In the page header, click More Information to reveal the recommended CPU and memory adjustments and their estimated cost impact.
RBAC: View-only role now available
Administrators and managers can now assign users to a Viewer role. Viewers can export patches and have view-only access for recommendations, workload configurations, cost estimates, and cluster management information. By default, new users are assigned the Administrator role.

In the left navigation, click Settings > Users. In the Actions column, click Set Role, and choose Viewer.
View and download workload and HPA patches
On the workload details page, click the View Patches tab. You can also copy the generated kubectl patch command to apply the patch.
Other UI improvements
- New or improved error messages for some scenarios.
- On the workload details page:
  - The page header shows Kubernetes workload type (Deployment, Daemonset, and so on).
  - Graphs on the Impact and Recommendation Details tabs now use a consistent date format (MMM DD).
  - Autodeployment thresholds configured by the Agent are now shown on the Config tab.

Removed

Cost Estimates page: Show/hide costs toggle
As part of the new page header design, dollar amounts are now always shown.

Applier version 2.3.0 March 9, 2024

Added

Continuously enforce the latest recommendation after workload updates
You can now configure Optimize Live to detect changes to workload requests or limits and then automatically reapply the latest recommendation. This ensures the workload remains optimized.

By default, Optimize Live does not reapply recommendations after such changes.

To continuously enforce the latest recommendation, do one of the following when you install the Applier:
- In your Helm values.yaml file, set enforce: true.
- In the helm install command, include --set enforce=true.

Define which CD tools’ changes do not trigger reapplying a recommendation
If you set enforce to true as described above, you can also define which continuous delivery tools’ changes (for example, changes by Argo CD, Flux) do not trigger reapplying a recommendation. If an exempt manager changes a workload’s requests or limits, Optimize Live will not reapply the latest recommendation.
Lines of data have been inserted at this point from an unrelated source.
//! Workspace side-effect detection.

pub mod probe;

pub use probe::{snapshot, WorkspaceIndex, MAX_INDEX_ENTRIES};
//! Shared last-price cache
//!
//! Written by market-data callbacks, read by the lifecycle manager. Every
//! operation is a single atomic get or set per symbol; nothing composes a
//! read-modify-write across calls.

use std::sync::Arc;

use chrono::{DateTime, Utc};
use dashmap::DashMap;

#[derive(Debug, Clone, Copy, PartialEq)]
pub struct CachedPrice {
    pub price: f64,
    pub updated_at: DateTime<Utc>,
}

/// symbol -> last tradable price. Cloning shares the same map.
#[derive(Debug, Clone, Default)]
pub struct PriceCache {
    prices: Arc<DashMap<String, CachedPrice>>,
}

impl PriceCache {
    pub fn new() -> Self {
        Self::default()
    }

    /// Store a price; non-positive or non-finite values are ignored
    pub fn set(&self, symbol: &str, price: f64) {
        if price.is_finite() && price > 0.0 {
            self.prices.insert(
                symbol.to_string(),
                CachedPrice {
                    price,
                    updated_at: Utc::now(),
                },
            );
        }
    }

    pub fn get(&self, symbol: &str) -> Option<f64> {
        self.entry(symbol).map(|c| c.price)
    }

    pub fn entry(&self, symbol: &str) -> Option<CachedPrice> {
        self.prices.get(symbol).map(|c| *c)
    }

    pub fn remove(&self, symbol: &str) {
        self.prices.remove(symbol);
    }

    pub fn len(&self) -> usize {
        self.prices.len()
    }

    pub fn is_empty(&self) -> bool {
        self.prices.is_empty()
    }
}

#[cfg(test)]
mod tests {
    use super::*;

    #[test]
    fn test_set_get() {
        let cache = PriceCache::new();
        assert_eq!(cache.get("AAPL"), None);
        cache.set("AAPL", 190.25);
        assert_eq!(cache.get("AAPL"), Some(190.25));
        cache.set("AAPL", 191.0);
        assert_eq!(cache.get("AAPL"), Some(191.0));
    }

    #[test]
    fn test_rejects_bad_prices() {
        let cache = PriceCache::new();
        cache.set("TSLA", 0.0);
        cache.set("TSLA", -1.0);
        cache.set("TSLA", f64::NAN);
        assert!(cache.is_empty());
        cache.set("TSLA", 250.0);
        cache.set("TSLA", -1.0);
        assert_eq!(cache.get("TSLA"), Some(250.0));
    }

    #[test]
    fn test_clones_share_state() {
        let writer = PriceCache::new();
        let reader = writer.clone();
        let handle = std::thread::spawn(move || writer.set("NVDA", 120.5));
        handle.join().unwrap();
        assert_eq!(reader.get("NVDA"), Some(120.5));
        reader.remove("NVDA");
        assert_eq!(reader.len(), 0);
    }
}
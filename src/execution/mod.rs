//! Position and order lifecycle
//!
//! Turns aligned chart signals into IB stock orders, tracks one position per
//! symbol with Fibonacci TP/SL levels, and records every entry and exit in
//! the CSV trade ledger.

mod config;
mod fills;
mod gateway;
mod ib;
mod ledger;
mod manager;
mod order;
mod position;
mod price_cache;
mod risk;
mod simulated;

pub use config::{ExecutionMode, IbConfig, TradingConfig};
pub use fills::{FillBook, FillOutcome};
pub use gateway::{BrokerGateway, HistoricalBar, HistoryRequest};
pub use ib::{stock_contract, IbGateway};
pub use ledger::{load_rows, GroupStats, LedgerAction, LedgerRow, LedgerSummary, TradeLedger, COLUMNS};
pub use manager::{ExecutionEvent, LifecycleManager, SignalDecision};
pub use order::{round_to_cents, Fill, OrderKind, OrderSpec, OrderStatus};
pub use position::{ClosedTrade, ExitReason, Position, PositionBook, SessionPnL};
pub use price_cache::{CachedPrice, PriceCache};
pub use risk::{fallback_levels, fibonacci_levels, LevelSource, LookbackRange, RiskLevels, DEFAULT_CONFIDENCE};
pub use simulated::{FillMode, SimulatedGateway, SubmittedOrder};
To define the list of exempt managers, do one of the following when you install the Applier:
- In your Helm values.yaml file, set the exemptManagers key.
  Example: exemptManagers: [value1,value2]
- In the helm install command, include --set exemptManagers={value1,value2}.

Changed

We increased the default health timeout from 5 minutes to 30 minutes. If pods don’t restart within 30 minutes after applying a recommendation, the recommendation is rolled back.
Updated kubernetes to 1.29.x
Updated controller-runtime to 0.17.2
Updated gramLabs/go-application to 0.0.68
Updated argo-rollouts to 1.6.5
Updated zerolog to 1.32.0
Updated oauth2 to 0.17.0
Updated stormforge-go to 3.8.7

Security

Updated go-jose to 4.0.1 to address DoS vulnerability

Agent version 2.10.4 February 15, 2024

Changed

To improve performance, the workload-agent and prometheus containers now run in their own pods.

Fixed

We fixed a bug in how we reconcile workload annotations. You’ll now see your updated configurations in the UI.
We removed cluster_name actual values from the prometheus ConfigMap and now set the cluster name from the secret to prevent a cluster name mismatch.
We fixed the validation of CPU and memory optimization goals to allow capitalized values (Savings, Balanced, Reliability).

Dependencies

Prometheus agent upgraded to version 2.49.1
prometheus/common upgraded to 0.47.0
controller-runtime upgraded to 0.17.1
stormforge-go upgraded to 3.8.6
Kubernetes API dependencies upgraded to 0.29.2

Security

The workload-agent container now addresses CVE-2020-8911 and CVE-2020-8912 with the upgrade of prometheus Go module to version 0.49.1.

Agent version 2.10.3 January 18, 2024

Added

Support for workloads with names that exceed 47 characters
Optimize Live can now optimize workloads that have names that exceed 47 characters. Previously for such workloads, Optimize Live showed this error: "No container metrics observed for this workload in the last 10 minutes."

Fixed

Schedule annotations are now created consistently
We fixed a regression in which workloads with annotations were created without the schedule value.

Agent version 2.10.2 January 16, 2024

This release consists of internal improvements that build on version 2.10.1 of the Agent.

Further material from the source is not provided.